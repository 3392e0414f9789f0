//! Platform fee computation.

use rust_decimal::Decimal;
use thiserror::Error;

use coursepay_shared::types::{Money, MoneyError};

/// Errors from fee computation.
#[derive(Debug, Error, PartialEq, Eq)]
pub enum FeeError {
    /// Fees are only computed for positive amounts.
    #[error("amount must be positive")]
    NonPositiveAmount,

    /// Fee percentage outside the 0..=100 range.
    #[error("fee percent {0} outside 0..=100")]
    InvalidPercent(Decimal),

    /// Underlying money arithmetic failed.
    #[error(transparent)]
    Money(#[from] MoneyError),
}

/// The fee split of a payment amount.
#[derive(Debug, Clone, Copy, PartialEq, Eq)]
pub struct FeeBreakdown {
    /// Gross amount charged to the student.
    pub amount: Money,
    /// Platform's share, rounded half-up at the minor unit.
    pub platform_fee: Money,
    /// Instructor's share.
    pub instructor_payout: Money,
}

/// Splits `amount` into platform fee and instructor payout.
///
/// The payout is always `amount - platform_fee`, never computed
/// independently, so the two shares sum to the amount exactly.
pub fn split_fee(amount: Money, fee_percent: Decimal) -> Result<FeeBreakdown, FeeError> {
    if amount.is_zero() || amount.is_negative() {
        return Err(FeeError::NonPositiveAmount);
    }
    if fee_percent < Decimal::ZERO || fee_percent > Decimal::ONE_HUNDRED {
        return Err(FeeError::InvalidPercent(fee_percent));
    }

    let platform_fee = amount.percent(fee_percent)?;
    let instructor_payout = amount.checked_sub(platform_fee)?;

    Ok(FeeBreakdown {
        amount,
        platform_fee,
        instructor_payout,
    })
}
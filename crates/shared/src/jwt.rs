//! JWT token generation and validation.

use chrono::{Duration, Utc};
use jsonwebtoken::{DecodingKey, EncodingKey, Header, Validation, decode, encode};
use thiserror::Error;
use uuid::Uuid;

use crate::auth::Claims;

/// JWT configuration.
#[derive(Debug, Clone)]
pub struct JwtConfig {
    /// Secret key for signing tokens.
    pub secret: String,
    /// Access token expiration in minutes.
    pub access_token_expires_minutes: i64,
}

impl Default for JwtConfig {
    fn default() -> Self {
        Self {
            secret: "change-me-in-production".to_string(),
            access_token_expires_minutes: 15,
        }
    }
}

/// Errors that can occur during JWT operations.
#[derive(Debug, Error)]
pub enum JwtError {
    /// Token encoding failed.
    #[error("failed to encode token: {0}")]
    EncodingError(String),

    /// Token has expired.
    #[error("token has expired")]
    Expired,

    /// Token is invalid.
    #[error("invalid token")]
    Invalid,
}

/// JWT service for token operations.
#[derive(Clone)]
pub struct JwtService {
    config: JwtConfig,
    encoding_key: EncodingKey,
    decoding_key: DecodingKey,
}

impl std::fmt::Debug for JwtService {
    fn fmt(&self, f: &mut std::fmt::Formatter<'_>) -> std::fmt::Result {
        f.debug_struct("JwtService")
            .field("config", &"[hidden]")
            .finish()
    }
}

impl JwtService {
    /// Creates a new JWT service with the given configuration.
    #[must_use]
    pub fn new(config: JwtConfig) -> Self {
        let encoding_key = EncodingKey::from_secret(config.secret.as_bytes());
        let decoding_key = DecodingKey::from_secret(config.secret.as_bytes());
        Self {
            config,
            encoding_key,
            decoding_key,
        }
    }

    /// Generates an access token for a user.
    ///
    /// # Errors
    ///
    /// Returns `JwtError::EncodingError` if token generation fails.
    pub fn generate_access_token(&self, user_id: Uuid, role: &str) -> Result<String, JwtError> {
        let expires_at = Utc::now() + Duration::minutes(self.config.access_token_expires_minutes);
        let claims = Claims::new(user_id, role, expires_at);

        encode(&Header::default(), &claims, &self.encoding_key)
            .map_err(|e| JwtError::EncodingError(e.to_string()))
    }

    /// Validates and decodes a token.
    ///
    /// # Errors
    ///
    /// Returns `JwtError::Expired` if the token has expired.
    /// Returns `JwtError::Invalid` if the token is malformed.
    pub fn validate_token(&self, token: &str) -> Result<Claims, JwtError> {
        let validation = Validation::default();

        decode::<Claims>(token, &self.decoding_key, &validation)
            .map(|data| data.claims)
            .map_err(|e| match e.kind() {
                jsonwebtoken::errors::ErrorKind::ExpiredSignature => JwtError::Expired,
                _ => JwtError::Invalid,
            })
    }
}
# # # # # # #
#### PROBLEM DETAILS:
From the listing above, copy every line where the string "Header" is found.

#### RESPONSE TO THE TASK:
use jsonwebtoken::{DecodingKey, EncodingKey, Header, Validation, decode, encode};
        encode(&Header::default(), &claims, &self.encoding_key)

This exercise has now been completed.